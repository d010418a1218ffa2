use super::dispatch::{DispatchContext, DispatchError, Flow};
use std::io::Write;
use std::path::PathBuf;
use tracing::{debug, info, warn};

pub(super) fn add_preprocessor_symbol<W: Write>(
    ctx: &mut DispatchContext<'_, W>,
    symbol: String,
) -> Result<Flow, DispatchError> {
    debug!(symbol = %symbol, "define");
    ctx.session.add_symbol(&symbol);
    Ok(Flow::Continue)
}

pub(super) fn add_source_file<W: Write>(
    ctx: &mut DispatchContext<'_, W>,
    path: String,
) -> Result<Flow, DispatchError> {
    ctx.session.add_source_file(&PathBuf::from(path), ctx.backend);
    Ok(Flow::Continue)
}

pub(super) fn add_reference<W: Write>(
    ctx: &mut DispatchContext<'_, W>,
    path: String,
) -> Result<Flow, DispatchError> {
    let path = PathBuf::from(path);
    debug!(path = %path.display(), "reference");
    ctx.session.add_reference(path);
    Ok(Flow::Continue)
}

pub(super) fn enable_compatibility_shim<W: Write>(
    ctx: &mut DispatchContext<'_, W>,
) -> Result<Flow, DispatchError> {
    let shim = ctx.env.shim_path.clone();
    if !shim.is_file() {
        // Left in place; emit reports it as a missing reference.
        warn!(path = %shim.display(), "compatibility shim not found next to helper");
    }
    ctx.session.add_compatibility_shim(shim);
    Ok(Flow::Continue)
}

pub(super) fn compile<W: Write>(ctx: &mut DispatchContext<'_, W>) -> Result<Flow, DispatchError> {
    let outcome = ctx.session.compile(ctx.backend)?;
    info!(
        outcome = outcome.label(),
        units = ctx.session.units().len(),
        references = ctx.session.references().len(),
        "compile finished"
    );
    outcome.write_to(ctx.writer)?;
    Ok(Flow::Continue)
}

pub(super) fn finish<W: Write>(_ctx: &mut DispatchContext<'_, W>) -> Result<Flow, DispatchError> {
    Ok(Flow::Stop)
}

══════════

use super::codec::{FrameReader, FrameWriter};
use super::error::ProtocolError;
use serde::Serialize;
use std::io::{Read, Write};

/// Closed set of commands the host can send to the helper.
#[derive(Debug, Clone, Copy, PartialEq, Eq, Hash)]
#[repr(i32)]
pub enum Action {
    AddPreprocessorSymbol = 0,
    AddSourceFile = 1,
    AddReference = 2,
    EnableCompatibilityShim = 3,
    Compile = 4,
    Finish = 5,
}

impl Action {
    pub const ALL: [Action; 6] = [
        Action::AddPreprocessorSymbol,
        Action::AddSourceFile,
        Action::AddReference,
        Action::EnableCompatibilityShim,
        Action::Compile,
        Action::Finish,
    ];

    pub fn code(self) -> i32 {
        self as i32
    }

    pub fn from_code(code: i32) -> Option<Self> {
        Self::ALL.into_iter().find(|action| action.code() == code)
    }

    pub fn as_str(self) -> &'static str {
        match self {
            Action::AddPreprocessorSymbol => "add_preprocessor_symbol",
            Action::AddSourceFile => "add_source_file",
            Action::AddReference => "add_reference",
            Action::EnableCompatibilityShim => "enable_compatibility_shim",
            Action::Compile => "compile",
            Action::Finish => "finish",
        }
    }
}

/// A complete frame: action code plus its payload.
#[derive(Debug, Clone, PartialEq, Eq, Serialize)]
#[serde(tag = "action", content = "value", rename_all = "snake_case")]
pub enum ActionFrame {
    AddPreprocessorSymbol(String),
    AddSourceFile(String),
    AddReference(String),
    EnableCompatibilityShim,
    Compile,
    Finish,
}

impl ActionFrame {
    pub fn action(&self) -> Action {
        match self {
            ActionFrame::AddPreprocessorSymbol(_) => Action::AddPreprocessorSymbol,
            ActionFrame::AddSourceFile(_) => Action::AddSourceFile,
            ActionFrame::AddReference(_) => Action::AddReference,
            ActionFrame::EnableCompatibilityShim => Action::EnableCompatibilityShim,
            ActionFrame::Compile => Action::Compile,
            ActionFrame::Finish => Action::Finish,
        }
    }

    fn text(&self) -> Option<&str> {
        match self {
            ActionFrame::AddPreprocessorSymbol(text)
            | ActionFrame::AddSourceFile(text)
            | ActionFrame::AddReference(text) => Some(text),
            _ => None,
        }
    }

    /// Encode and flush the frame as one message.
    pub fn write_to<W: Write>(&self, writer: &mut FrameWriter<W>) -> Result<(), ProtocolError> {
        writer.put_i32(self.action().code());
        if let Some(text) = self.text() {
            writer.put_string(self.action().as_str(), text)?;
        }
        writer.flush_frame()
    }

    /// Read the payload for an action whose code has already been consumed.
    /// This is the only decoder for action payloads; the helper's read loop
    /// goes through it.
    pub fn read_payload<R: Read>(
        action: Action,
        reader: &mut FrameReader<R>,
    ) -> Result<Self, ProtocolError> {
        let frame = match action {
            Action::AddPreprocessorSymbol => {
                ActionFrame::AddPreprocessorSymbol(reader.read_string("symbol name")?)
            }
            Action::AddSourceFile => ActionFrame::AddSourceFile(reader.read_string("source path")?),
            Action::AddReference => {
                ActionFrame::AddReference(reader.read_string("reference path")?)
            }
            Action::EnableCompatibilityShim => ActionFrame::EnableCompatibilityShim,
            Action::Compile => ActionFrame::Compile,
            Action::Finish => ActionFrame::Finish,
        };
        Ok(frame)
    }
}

══════════

## Instructions to follow
I would like you to report every line in the listing above that contains "display".

## Response for this exercise
    debug!(path = %path.display(), "reference");
        warn!(path = %shim.display(), "compatibility shim not found next to helper");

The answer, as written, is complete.